Heterogeneous integration allows the packaging of components of different process nodes and functionalities into a single module. There are numerous approaches which include, but are not limited to, multi-chip modules (MCM), System-in-Package (SiP), 2.5D Through Silicon Via (TSV) silicon interposer, and high-density fan-out (HDFO). Some of these technologies have been around for quite some time, but only recently has there been a rise in popularity of breaking down large monolithic SoC die into smaller subcomponents, or chiplets, that are packaged into a single module. This type of heterogeneous packaging has allowed companies to maintain pace with Moore’s Law scaling and economics. The benefits of heterogeneous packaging are many. First, designers are no longer constrained to a single node technology. Individual functionalities can use legacy node sizes where it does not make financial sense to move to the latest node. Secondly, smaller die sizes allow more die per wafer and therefore less waste around the perimeter. Yield also sees an improvement because failed subcomponents do not require an entire SoC to be rejected. While there are many applications of heterogeneous packaging, this blog post will specifically focus on that of high-performance computing (HPC).
A complementary metal oxide semiconductor (CMOS) device dissipates heat in three primary ways: dynamic power, short circuit dissipation, and leakage. Dynamic power dissipation occurs due to the switching activities within the circuit when capacitors draw energy to charge. Historically, this avenue was the highest source of power consumption in a CMOS device, however more recently at lower nodes, the leakage current has played a much more substantial role. Leakage power has grown to encompass up to 50% of total power consumption for devices in high technology nodes, 65nm and below.
Power dissipation is considered the single most limiting constraint in chip design. Although increasingly more cores can be squeezed into a single piece of silicon, running all these cores at full performance simultaneously is not feasible due to thermal constraints. Instead, cores must be throttled or deactivated to mitigate overheating. The phenomenon of unusable silicon, often referred to “dark silicon,” where regions of silicon must be deactivated due to thermal issues, limits the overall device performance and efficiency because the device cannot operate at its full potential. Power dissipation is not a problem that is going away. As the efficiency of power-per-computation in silicon continues to improve, the overall package power density is increasing. Increased package power density requires careful design and material considerations to optimize thermal performance.
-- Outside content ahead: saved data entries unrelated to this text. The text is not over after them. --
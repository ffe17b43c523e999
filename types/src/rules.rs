//! Governance rules held by the treasury.
//!
//! Every rule is mutated only through an accepted update proposal; between
//! updates the set is immutable and committed into the treasury's puzzle
//! hash, so any coin that knows the treasury's commitment knows its rules.

use crate::amount::Amount;
use serde::{Deserialize, Serialize};

/// Basis-point denominator: thresholds are expressed out of 10,000.
pub const BPS_DENOMINATOR: u64 = 10_000;

/// The governance parameter set committed into the treasury.
#[derive(Clone, Copy, Debug, PartialEq, Eq, Serialize, Deserialize)]
pub struct DaoRules {
    /// Minimum relative height between a proposal's first vote and its close.
    pub proposal_timelock: u64,

    /// Relative height a proposal must have been left unspent before it may
    /// close — guarantees a quiet window with no last-moment votes.
    pub soft_close_length: u64,

    /// Minimum total vote weight required before a proposal may close.
    pub attendance_required: Amount,

    /// Minimum yes-vote proportion in basis points (5100 = 51%).
    pub pass_margin_bps: u64,

    /// Relative height after which a broken proposal may self-destruct,
    /// bypassing the margin checks.
    pub self_destruct_time: u64,

    /// Relative height between consecutive oracle spends of the treasury.
    pub oracle_spend_delay: u64,
}

impl DaoRules {
    /// Whether `total_votes` meets the attendance (quorum) requirement.
    pub fn meets_attendance(&self, total_votes: Amount) -> bool {
        total_votes >= self.attendance_required
    }

    /// Whether `yes_votes` out of `total_votes` meets the pass margin.
    ///
    /// Integer arithmetic with no rounding leniency:
    /// `yes * 10000 >= total * pass_margin_bps`, widened to u128.
    pub fn meets_pass_margin(&self, yes_votes: Amount, total_votes: Amount) -> bool {
        yes_votes.as_u128() * u128::from(BPS_DENOMINATOR)
            >= total_votes.as_u128() * u128::from(self.pass_margin_bps)
    }

    /// Conservative defaults for a small DAO: 51% margin, quorum of 1000
    /// weight, week-scale timelocks (in blocks).
    pub fn covenant_defaults() -> Self {
        Self {
            proposal_timelock: 40,
            soft_close_length: 5,
            attendance_required: Amount::new(1000),
            pass_margin_bps: 5100,
            self_destruct_time: 1000,
            oracle_spend_delay: 10,
        }
    }
}

impl Default for DaoRules {
    fn default() -> Self {
        Self::covenant_defaults()
    }
}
Before the rise of hyperscale data centers and artificial intelligence (AI) computing, 3-5 kW power density per rack was considered the norm. At this level, chips in the rack could be cooled using air-cooled heatsinks. The air-cooled heatsink would release air into the data center aisles where the heat would eventually be extracted with a chiller or refrigeration unit. Today, AI and other new HPC applications require more power per chip with some reaching over 500 W. Given a standard rack size, it is no longer efficient or even feasible to cool the rack by moving air. In fact, data center rack power density is expected to continue to rise and is anticipated to reach 15 to 30 kW per rack in the near future. This level of power density requires alternate forms of cooling.
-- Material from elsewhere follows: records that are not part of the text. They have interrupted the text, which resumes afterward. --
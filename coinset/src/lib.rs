//! The coin-set model: coins, singleton lineages, and atomic spend batches.
//!
//! Coins are immutable once created and consumed exactly once. All
//! cross-coin coordination happens through announcement commitments that the
//! batch validator checks in two passes (collect, then verify) — never
//! through shared mutable state.

pub mod batch;
pub mod coin;
pub mod error;
pub mod singleton;
pub mod spend;

pub use batch::SpendBatch;
pub use coin::Coin;
pub use error::BatchError;
pub use singleton::{singleton_puzzle_hash, singleton_spend, LineageProof, SingletonStruct};
pub use spend::CoinSpend;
Many advanced cooling solutions are being developed today. The ideal cooling solution could be implemented using existing infrastructure and not radically alter the data center environment. Heat pipes and vapor chambers use phase change heat transfer in a closed loop to achieve effective thermal conductivities dramatically higher than copper or aluminum. These technologies are already widely used today but still face the same challenge that they are implemented into heatsinks that must be cooled by moving air. The next progression in cooling is liquid cooling. This can be realized in two forms; by indirect cooling using cold plates or direct cooling by immersion; the latter being a much more exotic form. Liquid-cooled cold plates can achieve cooling of much higher power densities compared to air and can usually allow more rack space to be filled because they can be very low profile and do not require clearance for airflow.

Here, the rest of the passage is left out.